Brief-Exposure To Preoperative Bevacizumab Reveals A Tgf-Beta Signature Predictive Of Response In Her2-Negative Breast Cancers

To best define biomarkers of response, and to shed insight on mechanism of action of certain clinically important agents for early breast cancer, we used a brief-exposure paradigm in the preoperative setting to study transcriptional changes in patient tumors that occur with one dose of therapy prior to combination chemotherapy. Tumor biopsies from breast cancer patients enrolled in two preoperative clinical trials were obtained at baseline and after one dose of bevacizumab (HER2-negative), trastuzumab (HER2-positive) or nab-paclitaxel, followed by treatment with combination chemo-biologic therapy.

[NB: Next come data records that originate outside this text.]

//! Discovery configuration.

use regex::Regex;

use crate::error::{Error, Result};

/// Instructions examined before each call site.
pub const DEFAULT_LOOKBACK: usize = 30;

/// Call targets that spawn a program.
pub const DEFAULT_CALL_PATTERN: &str = r"^(?:__)?(?:exec|posix_spawn)[^+]*$";

/// Tunables for candidate extraction.
#[derive(Debug, Clone)]
pub struct Config {
    /// Maximum number of instructions kept in front of a qualifying call.
    pub lookback: usize,
    /// Matched against the symbol in a call's `<...>` annotation.
    pub call_pattern: Regex,
}

impl Config {
    /// Build a config from a custom call-target pattern.
    pub fn new(lookback: usize, call_pattern: &str) -> Result<Self> {
        let call_pattern = Regex::new(call_pattern)
            .map_err(|e| Error::Config(format!("call pattern {:?}: {}", call_pattern, e)))?;
        Ok(Self { lookback, call_pattern })
    }

    pub fn with_lookback(mut self, lookback: usize) -> Self {
        self.lookback = lookback;
        self
    }

    /// Whether a call to `target` can spawn a shell.
    pub fn is_shell_target(&self, target: &str) -> bool {
        self.call_pattern.is_match(target)
    }
}

impl Default for Config {
    fn default() -> Self {
        Self {
            lookback: DEFAULT_LOOKBACK,
            call_pattern: Regex::new(DEFAULT_CALL_PATTERN).expect("default call pattern"),
        }
    }
}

RNA-Sequencing based PAM50 subtyping at baseline of 46 HER2-negative patients revealed a strong association between the basal-like subtype and pathologic complete response (pCR) to chemotherapy plus bevacizumab (p <= 0.0027), but did not provide sufficient specificity to predict response. However, a single dose of bevacizumab resulted in down-regulation of a well-characterized TGF-beta activity signature in every single breast tumor that achieved pCR (p <= 0.004). The TGF-beta signature was confirmed to be a tumor-specific read-out of the canonical TGF-beta pathway using pSMAD2 (p <= 0.04), with predictive power unique to brief-exposure to bevacizumab (p <= 0.016), but not trastuzumab or nab-paclitaxel. Down-regulation of TGF-beta activity was associated with reduction in tumor hypoxia by transcription and protein levels, suggesting therapy-induced disruption of an autocrine-loop between tumor stroma and malignant cells. Modulation of the TGF-beta pathway upon brief-exposure to bevacizumab may provide an early functional readout of pCR to preoperative anti-angiogenic therapy in HER2-negative breast cancer, thus providing additional avenues for exploration in both preclinical and clinical settings with these agents.